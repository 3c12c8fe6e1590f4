//! File-backed record store.
//!
//! Keeps function, project and function-event records in memory behind a
//! mutex and persists the whole map to a JSON file after every mutation.
//! All upserts linearize through the mutex, which gives read-your-writes
//! within the process and per-identity ordering across concurrent callers.

use std::{
    collections::HashMap,
    path::{Path, PathBuf},
};

use anyhow::{Context, Result};
use serde::{Deserialize, Serialize};
use tokio::sync::Mutex;
use tracing::{info, warn};

use crate::{
    errors::PlatformError,
    functionconfig::{
        FunctionConfig, FunctionEventConfig, FunctionEventMeta, FunctionMeta, FunctionRecord,
        FunctionState, FunctionStatus, ProjectConfig, ProjectMeta,
    },
};

#[derive(Debug, Clone, Default, Serialize, Deserialize)]
struct StoreContents {
    #[serde(default)]
    functions: HashMap<String, FunctionRecord>,
    #[serde(default)]
    projects: HashMap<String, ProjectConfig>,
    #[serde(default)]
    function_events: HashMap<String, FunctionEventConfig>,
}

#[derive(Debug, Clone, Default)]
pub struct FunctionFilter {
    pub name: Option<String>,
    pub namespace: Option<String>,
}

#[derive(Debug, Clone, Default)]
pub struct ProjectFilter {
    pub name: Option<String>,
    pub namespace: Option<String>,
}

#[derive(Debug, Clone, Default)]
pub struct FunctionEventFilter {
    pub name: Option<String>,
    pub namespace: Option<String>,
    /// All given labels must match the event's labels.
    pub labels: HashMap<String, String>,
}

pub struct LocalStore {
    path: PathBuf,
    state: Mutex<StoreContents>,
}

impl LocalStore {
    /// Open the store at `path`, loading existing contents if present.
    /// A corrupt file is logged and replaced with a fresh store.
    pub async fn new(path: impl AsRef<Path>) -> Result<Self> {
        let path = path.as_ref().to_path_buf();
        let state = if path.exists() {
            match Self::load_from_file(&path).await {
                Ok(contents) => {
                    info!(
                        path = %path.display(),
                        functions = contents.functions.len(),
                        projects = contents.projects.len(),
                        function_events = contents.function_events.len(),
                        "Loaded local store"
                    );
                    contents
                }
                Err(e) => {
                    warn!(
                        path = %path.display(),
                        error = %e,
                        "Failed to load local store, starting fresh"
                    );
                    StoreContents::default()
                }
            }
        } else {
            StoreContents::default()
        };

        Ok(Self {
            path,
            state: Mutex::new(state),
        })
    }

    async fn load_from_file(path: &Path) -> Result<StoreContents> {
        let contents = tokio::fs::read_to_string(path)
            .await
            .context("Failed to read store file")?;
        serde_json::from_str(&contents).context("Failed to parse store file")
    }

    async fn save_to_file(&self) -> Result<()> {
        let state = self.state.lock().await;
        let contents = serde_json::to_string_pretty(&*state).context("Failed to serialize store")?;
        tokio::fs::write(&self.path, contents)
            .await
            .context("Failed to write store file")?;
        Ok(())
    }

    pub async fn create_or_update_function(&self, record: FunctionRecord) -> Result<()> {
        {
            let mut state = self.state.lock().await;
            state.functions.insert(record.unique_id(), record);
        }
        self.save_to_file().await
    }

    /// Commit a new deployment for the identity by upserting the record in
    /// the building state.
    ///
    /// Compare-and-swap: refuses while another deployment for the same
    /// identity is already in flight, so a racing second create fails fast
    /// with a retryable conflict instead of silently stacking.
    pub async fn begin_function_build(
        &self,
        config: &FunctionConfig,
    ) -> Result<(), PlatformError> {
        {
            let mut state = self.state.lock().await;
            let unique_id = config.meta.unique_id();
            if let Some(existing) = state.functions.get(&unique_id) {
                if existing.status.state == FunctionState::Building {
                    return Err(PlatformError::Conflict {
                        namespace: config.meta.namespace.clone(),
                        name: config.meta.name.clone(),
                        reason: "a deployment is already in progress".to_string(),
                    });
                }
            }
            state.functions.insert(
                unique_id,
                FunctionRecord {
                    config: config.clone(),
                    status: FunctionStatus {
                        state: FunctionState::Building,
                        ..Default::default()
                    },
                },
            );
        }
        self.save_to_file().await.map_err(PlatformError::runtime)
    }

    pub async fn get_functions(&self, filter: &FunctionFilter) -> Vec<FunctionRecord> {
        let state = self.state.lock().await;
        state
            .functions
            .values()
            .filter(|record| {
                matches_opt(&filter.name, &record.config.meta.name)
                    && matches_opt(&filter.namespace, &record.config.meta.namespace)
            })
            .cloned()
            .collect()
    }

    pub async fn delete_function(&self, meta: &FunctionMeta) -> Result<(), PlatformError> {
        {
            let mut state = self.state.lock().await;
            if state.functions.remove(&meta.unique_id()).is_none() {
                return Err(PlatformError::NotFound);
            }
        }
        self.save_to_file().await.map_err(PlatformError::runtime)
    }

    pub async fn create_or_update_project(&self, project: ProjectConfig) -> Result<()> {
        {
            let mut state = self.state.lock().await;
            state.projects.insert(project.meta.unique_id(), project);
        }
        self.save_to_file().await
    }

    pub async fn get_projects(&self, filter: &ProjectFilter) -> Vec<ProjectConfig> {
        let state = self.state.lock().await;
        state
            .projects
            .values()
            .filter(|project| {
                matches_opt(&filter.name, &project.meta.name)
                    && matches_opt(&filter.namespace, &project.meta.namespace)
            })
            .cloned()
            .collect()
    }

    pub async fn delete_project(&self, meta: &ProjectMeta) -> Result<(), PlatformError> {
        {
            let mut state = self.state.lock().await;
            if state.projects.remove(&meta.unique_id()).is_none() {
                return Err(PlatformError::NotFound);
            }
        }
        self.save_to_file().await.map_err(PlatformError::runtime)
    }

    pub async fn create_or_update_function_event(
        &self,
        event: FunctionEventConfig,
    ) -> Result<()> {
        {
            let mut state = self.state.lock().await;
            state.function_events.insert(event.meta.unique_id(), event);
        }
        self.save_to_file().await
    }

    pub async fn get_function_events(
        &self,
        filter: &FunctionEventFilter,
    ) -> Vec<FunctionEventConfig> {
        let state = self.state.lock().await;
        state
            .function_events
            .values()
            .filter(|event| {
                matches_opt(&filter.name, &event.meta.name)
                    && matches_opt(&filter.namespace, &event.meta.namespace)
                    && filter
                        .labels
                        .iter()
                        .all(|(k, v)| event.meta.labels.get(k) == Some(v))
            })
            .cloned()
            .collect()
    }

    pub async fn delete_function_event(
        &self,
        meta: &FunctionEventMeta,
    ) -> Result<(), PlatformError> {
        {
            let mut state = self.state.lock().await;
            if state.function_events.remove(&meta.unique_id()).is_none() {
                return Err(PlatformError::NotFound);
            }
        }
        self.save_to_file().await.map_err(PlatformError::runtime)
    }
}

fn matches_opt(wanted: &Option<String>, actual: &str) -> bool {
    match wanted {
        Some(wanted) if !wanted.is_empty() => wanted == actual,
        _ => true,
    }
}

#[cfg(test)]
mod tests {
    use tempfile::tempdir;

    use super::*;

    fn record(namespace: &str, name: &str, state: FunctionState) -> FunctionRecord {
        FunctionRecord {
            config: FunctionConfig {
                meta: FunctionMeta::new(namespace, name),
                ..Default::default()
            },
            status: FunctionStatus {
                state,
                ..Default::default()
            },
        }
    }

    #[tokio::test]
    async fn test_upsert_get_delete_roundtrip() {
        let dir = tempdir().unwrap();
        let store = LocalStore::new(dir.path().join("store.json")).await.unwrap();

        store
            .create_or_update_function(record("nuclio", "echo", FunctionState::Ready))
            .await
            .unwrap();

        let all = store.get_functions(&FunctionFilter::default()).await;
        assert_eq!(all.len(), 1);

        let by_name = store
            .get_functions(&FunctionFilter {
                name: Some("echo".to_string()),
                namespace: Some("nuclio".to_string()),
            })
            .await;
        assert_eq!(by_name.len(), 1);
        assert_eq!(by_name[0].status.state, FunctionState::Ready);

        store
            .delete_function(&FunctionMeta::new("nuclio", "echo"))
            .await
            .unwrap();
        assert!(store.get_functions(&FunctionFilter::default()).await.is_empty());
    }

    #[tokio::test]
    async fn test_delete_missing_function_is_not_found() {
        let dir = tempdir().unwrap();
        let store = LocalStore::new(dir.path().join("store.json")).await.unwrap();

        let err = store
            .delete_function(&FunctionMeta::new("nuclio", "ghost"))
            .await
            .unwrap_err();
        assert!(err.is_not_found());
    }

    #[tokio::test]
    async fn test_begin_build_rejects_concurrent_build() {
        let dir = tempdir().unwrap();
        let store = LocalStore::new(dir.path().join("store.json")).await.unwrap();

        let config = FunctionConfig {
            meta: FunctionMeta::new("nuclio", "echo"),
            ..Default::default()
        };

        store.begin_function_build(&config).await.unwrap();

        let err = store.begin_function_build(&config).await.unwrap_err();
        assert!(matches!(err, PlatformError::Conflict { .. }));
        assert!(err.is_retryable());

        // once the first deployment reaches a terminal state, a new build
        // may begin
        store
            .create_or_update_function(record("nuclio", "echo", FunctionState::Error))
            .await
            .unwrap();
        store.begin_function_build(&config).await.unwrap();
    }

    #[tokio::test]
    async fn test_contents_survive_reopen() {
        let dir = tempdir().unwrap();
        let path = dir.path().join("store.json");

        {
            let store = LocalStore::new(&path).await.unwrap();
            store
                .create_or_update_function(record("nuclio", "echo", FunctionState::Ready))
                .await
                .unwrap();
            store
                .create_or_update_project(ProjectConfig {
                    meta: ProjectMeta {
                        name: "default".to_string(),
                        namespace: "nuclio".to_string(),
                        ..Default::default()
                    },
                    ..Default::default()
                })
                .await
                .unwrap();
        }

        let store = LocalStore::new(&path).await.unwrap();
        assert_eq!(store.get_functions(&FunctionFilter::default()).await.len(), 1);
        assert_eq!(store.get_projects(&ProjectFilter::default()).await.len(), 1);
    }

    #[tokio::test]
    async fn test_function_event_label_filter() {
        let dir = tempdir().unwrap();
        let store = LocalStore::new(dir.path().join("store.json")).await.unwrap();

        for (event_name, function_name) in [("ping", "echo"), ("pong", "echo"), ("other", "hello")]
        {
            store
                .create_or_update_function_event(FunctionEventConfig {
                    meta: FunctionEventMeta {
                        name: event_name.to_string(),
                        namespace: "nuclio".to_string(),
                        labels: HashMap::from([(
                            crate::functionconfig::LABEL_FUNCTION_NAME.to_string(),
                            function_name.to_string(),
                        )]),
                    },
                    ..Default::default()
                })
                .await
                .unwrap();
        }

        let echo_events = store
            .get_function_events(&FunctionEventFilter {
                namespace: Some("nuclio".to_string()),
                labels: HashMap::from([(
                    crate::functionconfig::LABEL_FUNCTION_NAME.to_string(),
                    "echo".to_string(),
                )]),
                ..Default::default()
            })
            .await;
        assert_eq!(echo_events.len(), 2);
    }
}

● What to do
Show all lines from the data that contain "fresh".

● Response box
    /// A corrupt file is logged and replaced with a fresh store.
                        "Failed to load local store, starting fresh"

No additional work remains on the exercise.